Soziokratie ist ein Organisationsmodell, um die Kraft der Gemeinschaft, der Wegbegleiter:innen, der Verbündeten zu nutzen. Modern gesprochen: Weg von der Hierarchie, hin zu Selbstorganisation und Mitbestimmung.

Wie können Mit-Arbeiter:innen zu Mit-Unternehmer:innen werden?

Zentrale Elemente in der Soziokratie sind unter anderem die Kreisorganisation und der KonsenT. Bei CULUMNATURA gibt es z. B. einen Leitungskreis, der aus den beiden Geschäftsführern sowie sieben Delegierten aus verschiedenen Teams besteht. Diese Delegierten wurden in einer offenen Wahl direkt von den jeweiligen Teams in den Leitungskreis gewählt.

Dieser Leitungskreis findet sich ca. alle sechs Wochen zusammen und trifft  wesentliche Grundsatzentscheidungen für das gesamte Unternehmen im KonsenT. Das bedeutet also, nicht die Geschäftsführung allein entscheiden, sondern jede:r hat gleiches Stimmrecht. Jede:r Teilnehmende gibt für eine Entscheidung ihre:seine Meinung und ihr:sein Okay bzw. ihren:seinen Einwand mit Begründung ab.
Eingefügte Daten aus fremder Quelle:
// Copyright 2026 The SlipShark Project
// SPDX-License-Identifier: Apache-2.0

// Streaming research client
//
// Responsibilities:
// - POST {query} to the relay endpoint
// - Reject non-success status and missing bodies before reading anything
// - Decode relay bytes to text without splitting characters across chunks
// - Offer a pull-based stream of text chunks (`open_query`)
// - Offer the callback contract on top of it (`send_query`): every chunk,
//   then exactly one terminal call, on_complete or on_error

use async_trait::async_trait;
use axum::http::StatusCode;
use bytes::Bytes;
use futures_util::stream::{Stream, StreamExt};
use futures_util::TryStreamExt;
use std::pin::Pin;
use std::sync::Arc;
use std::task::{Context, Poll};
use tokio_util::sync::CancellationToken;

use crate::stream::{StreamError, Utf8StreamDecoder};

// ---------------------------------------------------------------------------
// Errors
// ---------------------------------------------------------------------------

/// Everything that can end a query without `on_complete`.
#[derive(Debug, Clone, PartialEq, Eq, thiserror::Error)]
pub enum ClientError {
    #[error("API request failed with status {0}")]
    Status(u16),

    #[error("Failed to get response reader")]
    MissingBody,

    #[error("request to relay failed: {0}")]
    Transport(String),

    #[error("response stream failed: {0}")]
    Stream(String),

    #[error(transparent)]
    Decode(#[from] StreamError),

    #[error("request cancelled")]
    Cancelled,
}

// ---------------------------------------------------------------------------
// Trait: RelayTransport (dependency injection point)
// ---------------------------------------------------------------------------

pub type BodyStream = Pin<Box<dyn Stream<Item = Result<Bytes, ClientError>> + Send>>;

/// Status and body of a relay response, before the body is read.
pub struct RelayReply {
    pub status: StatusCode,
    pub body: Option<BodyStream>,
}

impl RelayReply {
    pub fn streaming(status: StatusCode, chunks: Vec<Result<Bytes, ClientError>>) -> Self {
        Self {
            status,
            body: Some(Box::pin(futures_util::stream::iter(chunks))),
        }
    }
}

/// Carries one query to the relay. Swapping the transport must not change
/// the callback semantics of [`StreamingClient`].
#[async_trait]
pub trait RelayTransport: Send + Sync {
    async fn post_query(&self, query: &str) -> Result<RelayReply, ClientError>;
}

pub struct HttpRelayTransport {
    client: reqwest::Client,
    endpoint: String,
}

impl HttpRelayTransport {
    pub fn new(client: reqwest::Client, endpoint: impl Into<String>) -> Self {
        Self {
            client,
            endpoint: endpoint.into(),
        }
    }
}

#[async_trait]
impl RelayTransport for HttpRelayTransport {
    async fn post_query(&self, query: &str) -> Result<RelayReply, ClientError> {
        let resp = self
            .client
            .post(&self.endpoint)
            .json(&serde_json::json!({ "query": query }))
            .send()
            .await
            .map_err(|e| ClientError::Transport(e.to_string()))?;

        let status = resp.status();
        if status == StatusCode::NO_CONTENT {
            return Ok(RelayReply { status, body: None });
        }
        let body = resp
            .bytes_stream()
            .map_err(|e| ClientError::Stream(e.to_string()));
        Ok(RelayReply {
            status,
            body: Some(Box::pin(body)),
        })
    }
}

// ---------------------------------------------------------------------------
// Pull-based response stream
// ---------------------------------------------------------------------------

/// Decoded text chunks of one relay response.
///
/// Yields at most one error, after which it ends. Chunks that decode to
/// nothing (a character split across reads) are skipped.
pub struct ResponseStream {
    body: BodyStream,
    decoder: Utf8StreamDecoder,
    done: bool,
}

impl ResponseStream {
    pub fn new(body: BodyStream) -> Self {
        Self {
            body,
            decoder: Utf8StreamDecoder::new(),
            done: false,
        }
    }

    /// Drain the stream into one string.
    pub async fn collect_text(mut self) -> Result<String, ClientError> {
        let mut full = String::new();
        while let Some(chunk) = self.next().await {
            full.push_str(&chunk?);
        }
        Ok(full)
    }
}

impl Stream for ResponseStream {
    type Item = Result<String, ClientError>;

    fn poll_next(self: Pin<&mut Self>, cx: &mut Context<'_>) -> Poll<Option<Self::Item>> {
        let this = self.get_mut();
        if this.done {
            return Poll::Ready(None);
        }

        loop {
            let next = match this.body.as_mut().poll_next(cx) {
                Poll::Ready(next) => next,
                Poll::Pending => return Poll::Pending,
            };

            match next {
                Some(Ok(bytes)) => match this.decoder.decode(&bytes) {
                    Ok(text) if text.is_empty() => continue,
                    Ok(text) => return Poll::Ready(Some(Ok(text))),
                    Err(e) => {
                        this.done = true;
                        return Poll::Ready(Some(Err(e.into())));
                    }
                },
                Some(Err(e)) => {
                    this.done = true;
                    return Poll::Ready(Some(Err(e)));
                }
                None => {
                    this.done = true;
                    return match this.decoder.finish() {
                        Ok(()) => Poll::Ready(None),
                        Err(e) => Poll::Ready(Some(Err(e.into()))),
                    };
                }
            }
        }
    }
}

// ---------------------------------------------------------------------------
// Callback contract
// ---------------------------------------------------------------------------

/// Receiver of one streamed answer.
///
/// `on_chunk` is called for each decoded chunk in order. Then exactly one of
/// `on_complete` (with all chunk text concatenated) or `on_error` is called.
pub trait StreamingCallbacks {
    fn on_chunk(&mut self, chunk: &str);
    fn on_error(&mut self, error: ClientError);
    fn on_complete(&mut self, full_response: String);
}

// ---------------------------------------------------------------------------
// Client
// ---------------------------------------------------------------------------

#[derive(Clone)]
pub struct StreamingClient {
    transport: Arc<dyn RelayTransport>,
}

impl StreamingClient {
    pub fn new(transport: Arc<dyn RelayTransport>) -> Self {
        Self { transport }
    }

    /// Client over HTTP against a relay endpoint URL.
    pub fn http(endpoint: impl Into<String>) -> Self {
        Self::new(Arc::new(HttpRelayTransport::new(
            reqwest::Client::new(),
            endpoint,
        )))
    }

    /// Send a query and return its answer as a lazy stream of text chunks.
    pub async fn open_query(&self, query: &str) -> Result<ResponseStream, ClientError> {
        let reply = self.transport.post_query(query).await?;
        if !reply.status.is_success() {
            tracing::debug!(status = reply.status.as_u16(), "relay rejected query");
            return Err(ClientError::Status(reply.status.as_u16()));
        }
        let body = reply.body.ok_or(ClientError::MissingBody)?;
        Ok(ResponseStream::new(body))
    }

    /// Send a query, reporting progress through `callbacks`. Never fails:
    /// every error ends up in `on_error`.
    pub async fn send_query<C>(&self, query: &str, callbacks: &mut C)
    where
        C: StreamingCallbacks + Send + ?Sized,
    {
        self.send_query_cancellable(query, callbacks, &CancellationToken::new())
            .await
    }

    /// Like [`send_query`](Self::send_query), but stops reading when `cancel`
    /// fires and reports [`ClientError::Cancelled`].
    pub async fn send_query_cancellable<C>(
        &self,
        query: &str,
        callbacks: &mut C,
        cancel: &CancellationToken,
    ) where
        C: StreamingCallbacks + Send + ?Sized,
    {
        let outcome = tokio::select! {
            biased;
            _ = cancel.cancelled() => Err(ClientError::Cancelled),
            result = self.read_answer(query, callbacks) => result,
        };

        match outcome {
            Ok(full) => {
                tracing::debug!(bytes = full.len(), "query completed");
                callbacks.on_complete(full);
            }
            Err(e) => {
                tracing::warn!(error = %e, "query failed");
                callbacks.on_error(e);
            }
        }
    }

    async fn read_answer<C>(&self, query: &str, callbacks: &mut C) -> Result<String, ClientError>
    where
        C: StreamingCallbacks + Send + ?Sized,
    {
        let mut stream = self.open_query(query).await?;
        let mut full = String::new();
        while let Some(chunk) = stream.next().await {
            let chunk = chunk?;
            callbacks.on_chunk(&chunk);
            full.push_str(&chunk);
        }
        Ok(full)
    }
}

// ---------------------------------------------------------------------------
// Tests
// ---------------------------------------------------------------------------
Sobald ein Kreismitglied glaubt, dass diese Entscheidung dem Unternehmen schadet oder es vom gemeinsamen Ziel abbringt, dann kann es mittels schwerwiegendem Einwand die Entscheidung vorerst stoppen: STOPP, so geht es nicht!

Dabei ist es kein Veto, sondern nur ein Innehalten und vertieftes Nachdenken, wie die Argumente hinter dem Stopp integriert werden können. Das dauert dann etwas länger, führt jedoch zu einer Entscheidung, die von allen mitgetragen werden kann. Und die letztendlich dem Unternehmen besser dient.

Wichtig bei allen Entscheidungen ist es, immer das Unternehmensziel bzw. die Vision im Auge zu behalten. Bei CULUMNATURA lautet die Vision: „Wir verbinden Schönheit mit Natürlichkeit – schützen dabei alle Lebewesen und Mutter Erde“. Soziokraten sind Weltverbesserer und versuchen, solche Visionen mit ihrer unternehmerischen Tätigkeit zu realisieren.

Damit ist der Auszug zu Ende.